• Excerpted data
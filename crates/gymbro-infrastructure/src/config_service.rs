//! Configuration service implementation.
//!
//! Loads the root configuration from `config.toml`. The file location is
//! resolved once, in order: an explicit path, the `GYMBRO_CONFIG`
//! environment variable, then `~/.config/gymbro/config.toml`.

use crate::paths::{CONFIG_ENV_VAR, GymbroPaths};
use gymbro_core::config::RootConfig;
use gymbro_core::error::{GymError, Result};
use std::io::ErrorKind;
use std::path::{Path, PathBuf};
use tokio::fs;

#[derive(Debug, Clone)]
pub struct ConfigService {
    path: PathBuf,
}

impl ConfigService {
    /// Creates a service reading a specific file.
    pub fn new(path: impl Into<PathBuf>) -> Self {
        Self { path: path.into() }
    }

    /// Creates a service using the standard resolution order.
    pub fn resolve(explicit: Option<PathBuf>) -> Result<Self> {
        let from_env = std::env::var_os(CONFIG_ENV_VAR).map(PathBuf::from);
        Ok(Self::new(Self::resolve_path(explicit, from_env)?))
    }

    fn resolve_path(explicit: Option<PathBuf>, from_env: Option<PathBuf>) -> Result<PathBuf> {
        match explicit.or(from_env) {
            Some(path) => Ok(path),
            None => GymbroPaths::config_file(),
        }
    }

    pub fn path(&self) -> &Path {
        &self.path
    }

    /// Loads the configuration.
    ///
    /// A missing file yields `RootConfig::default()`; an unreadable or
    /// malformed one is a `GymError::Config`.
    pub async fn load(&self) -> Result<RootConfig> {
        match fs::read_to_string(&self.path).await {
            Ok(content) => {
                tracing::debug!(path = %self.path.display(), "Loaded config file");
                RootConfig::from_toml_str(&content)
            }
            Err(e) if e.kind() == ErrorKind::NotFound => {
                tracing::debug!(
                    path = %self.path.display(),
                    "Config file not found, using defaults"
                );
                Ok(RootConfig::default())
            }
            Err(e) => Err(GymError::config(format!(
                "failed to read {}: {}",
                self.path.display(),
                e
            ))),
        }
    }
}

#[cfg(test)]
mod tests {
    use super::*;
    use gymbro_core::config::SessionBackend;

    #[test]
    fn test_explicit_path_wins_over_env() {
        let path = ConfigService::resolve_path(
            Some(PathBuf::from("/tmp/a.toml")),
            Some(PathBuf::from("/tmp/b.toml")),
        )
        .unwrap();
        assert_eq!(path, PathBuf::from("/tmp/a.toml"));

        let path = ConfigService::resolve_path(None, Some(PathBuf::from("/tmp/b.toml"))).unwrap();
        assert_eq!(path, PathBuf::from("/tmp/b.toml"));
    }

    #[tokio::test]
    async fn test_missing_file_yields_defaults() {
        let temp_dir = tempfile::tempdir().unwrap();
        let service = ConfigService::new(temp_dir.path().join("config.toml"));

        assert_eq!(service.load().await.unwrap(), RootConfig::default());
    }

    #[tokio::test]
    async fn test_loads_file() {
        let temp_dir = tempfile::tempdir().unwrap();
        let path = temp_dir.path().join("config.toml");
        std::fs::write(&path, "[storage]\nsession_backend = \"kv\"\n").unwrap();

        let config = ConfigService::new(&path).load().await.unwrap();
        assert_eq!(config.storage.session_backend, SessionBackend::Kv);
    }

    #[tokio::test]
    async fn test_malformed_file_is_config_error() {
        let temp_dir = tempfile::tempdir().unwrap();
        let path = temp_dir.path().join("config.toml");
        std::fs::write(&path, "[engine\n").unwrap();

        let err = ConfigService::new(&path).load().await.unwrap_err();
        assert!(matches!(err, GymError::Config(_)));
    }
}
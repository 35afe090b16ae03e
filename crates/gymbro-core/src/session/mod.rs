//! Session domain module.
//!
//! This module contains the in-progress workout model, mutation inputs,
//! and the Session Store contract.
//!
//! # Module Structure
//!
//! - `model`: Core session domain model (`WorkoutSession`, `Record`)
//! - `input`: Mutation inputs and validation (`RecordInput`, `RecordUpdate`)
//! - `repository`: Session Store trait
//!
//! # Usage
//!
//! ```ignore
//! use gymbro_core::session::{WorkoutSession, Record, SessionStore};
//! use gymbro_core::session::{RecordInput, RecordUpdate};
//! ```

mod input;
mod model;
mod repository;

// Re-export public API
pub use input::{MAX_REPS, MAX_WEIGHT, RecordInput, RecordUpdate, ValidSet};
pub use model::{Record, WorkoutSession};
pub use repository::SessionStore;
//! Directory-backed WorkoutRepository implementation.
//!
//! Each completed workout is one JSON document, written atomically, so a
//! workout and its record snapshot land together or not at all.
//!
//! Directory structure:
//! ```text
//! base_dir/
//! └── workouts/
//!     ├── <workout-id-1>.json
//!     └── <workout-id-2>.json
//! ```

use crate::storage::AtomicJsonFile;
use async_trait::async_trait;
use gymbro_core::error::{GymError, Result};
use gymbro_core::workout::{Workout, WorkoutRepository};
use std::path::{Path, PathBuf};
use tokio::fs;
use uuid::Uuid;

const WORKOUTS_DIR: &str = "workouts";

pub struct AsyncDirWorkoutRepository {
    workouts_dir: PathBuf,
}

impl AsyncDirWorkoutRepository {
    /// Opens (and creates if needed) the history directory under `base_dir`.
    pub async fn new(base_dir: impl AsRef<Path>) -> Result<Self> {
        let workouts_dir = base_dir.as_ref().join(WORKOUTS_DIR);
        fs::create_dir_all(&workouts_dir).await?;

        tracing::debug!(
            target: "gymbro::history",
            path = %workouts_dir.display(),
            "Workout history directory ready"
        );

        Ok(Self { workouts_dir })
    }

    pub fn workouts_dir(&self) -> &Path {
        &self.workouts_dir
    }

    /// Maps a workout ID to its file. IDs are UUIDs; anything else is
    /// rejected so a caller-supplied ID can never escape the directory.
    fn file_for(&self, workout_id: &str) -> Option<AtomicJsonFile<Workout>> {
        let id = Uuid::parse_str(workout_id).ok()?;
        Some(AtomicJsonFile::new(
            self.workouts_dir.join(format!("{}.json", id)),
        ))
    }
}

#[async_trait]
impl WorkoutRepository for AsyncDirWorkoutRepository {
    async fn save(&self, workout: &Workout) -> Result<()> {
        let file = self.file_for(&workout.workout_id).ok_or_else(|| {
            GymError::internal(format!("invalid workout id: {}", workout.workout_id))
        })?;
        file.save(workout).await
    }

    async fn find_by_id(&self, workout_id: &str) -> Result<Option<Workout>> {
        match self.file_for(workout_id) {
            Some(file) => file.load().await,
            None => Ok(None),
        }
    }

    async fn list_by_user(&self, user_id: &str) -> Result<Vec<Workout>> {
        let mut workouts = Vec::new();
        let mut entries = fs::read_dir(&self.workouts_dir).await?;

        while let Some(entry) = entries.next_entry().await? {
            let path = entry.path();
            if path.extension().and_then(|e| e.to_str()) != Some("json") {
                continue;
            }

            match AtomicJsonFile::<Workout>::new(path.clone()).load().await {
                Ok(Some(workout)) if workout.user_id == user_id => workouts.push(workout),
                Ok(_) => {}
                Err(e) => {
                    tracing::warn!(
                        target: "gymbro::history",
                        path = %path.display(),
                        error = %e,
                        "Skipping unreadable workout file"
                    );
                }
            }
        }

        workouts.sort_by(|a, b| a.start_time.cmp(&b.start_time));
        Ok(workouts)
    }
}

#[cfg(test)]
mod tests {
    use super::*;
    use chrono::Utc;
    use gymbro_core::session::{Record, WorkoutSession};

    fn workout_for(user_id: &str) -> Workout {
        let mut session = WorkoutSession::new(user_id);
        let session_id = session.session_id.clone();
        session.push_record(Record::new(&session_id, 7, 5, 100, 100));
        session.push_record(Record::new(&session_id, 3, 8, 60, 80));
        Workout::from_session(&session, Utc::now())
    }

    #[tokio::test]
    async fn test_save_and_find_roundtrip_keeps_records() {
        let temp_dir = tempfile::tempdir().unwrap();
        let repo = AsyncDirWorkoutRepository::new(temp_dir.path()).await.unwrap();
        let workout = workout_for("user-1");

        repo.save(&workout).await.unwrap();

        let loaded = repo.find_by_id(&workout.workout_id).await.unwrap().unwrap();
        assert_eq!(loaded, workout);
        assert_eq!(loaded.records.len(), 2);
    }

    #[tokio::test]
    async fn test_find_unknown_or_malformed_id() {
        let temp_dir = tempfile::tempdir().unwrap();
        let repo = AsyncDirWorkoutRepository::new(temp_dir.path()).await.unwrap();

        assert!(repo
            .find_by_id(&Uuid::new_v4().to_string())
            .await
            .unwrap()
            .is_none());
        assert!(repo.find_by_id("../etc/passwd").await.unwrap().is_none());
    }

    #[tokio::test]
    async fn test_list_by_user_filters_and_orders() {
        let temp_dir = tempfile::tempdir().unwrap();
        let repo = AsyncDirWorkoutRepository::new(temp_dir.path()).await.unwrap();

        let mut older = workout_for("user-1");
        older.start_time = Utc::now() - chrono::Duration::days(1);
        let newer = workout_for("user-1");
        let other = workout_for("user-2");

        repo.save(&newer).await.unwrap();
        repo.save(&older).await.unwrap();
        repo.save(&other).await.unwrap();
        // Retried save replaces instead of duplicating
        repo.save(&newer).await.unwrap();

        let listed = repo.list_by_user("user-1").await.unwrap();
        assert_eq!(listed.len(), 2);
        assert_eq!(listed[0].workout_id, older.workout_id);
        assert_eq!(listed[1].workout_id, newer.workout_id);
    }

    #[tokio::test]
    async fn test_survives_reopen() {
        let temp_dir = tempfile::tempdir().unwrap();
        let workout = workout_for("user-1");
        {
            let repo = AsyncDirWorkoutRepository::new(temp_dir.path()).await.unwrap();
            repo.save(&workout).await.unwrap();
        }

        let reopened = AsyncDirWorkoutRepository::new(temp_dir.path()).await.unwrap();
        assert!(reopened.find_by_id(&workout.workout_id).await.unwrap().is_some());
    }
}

• Problem to solve
Copy out each line from the preceding entries that mentions the word "ConfigService".

• Solution to the exercise
pub struct ConfigService {
impl ConfigService {
        let path = ConfigService::resolve_path(
        let path = ConfigService::resolve_path(None, Some(PathBuf::from("/tmp/b.toml"))).unwrap();
        let service = ConfigService::new(temp_dir.path().join("config.toml"));
        let config = ConfigService::new(&path).load().await.unwrap();
        let err = ConfigService::new(&path).load().await.unwrap_err();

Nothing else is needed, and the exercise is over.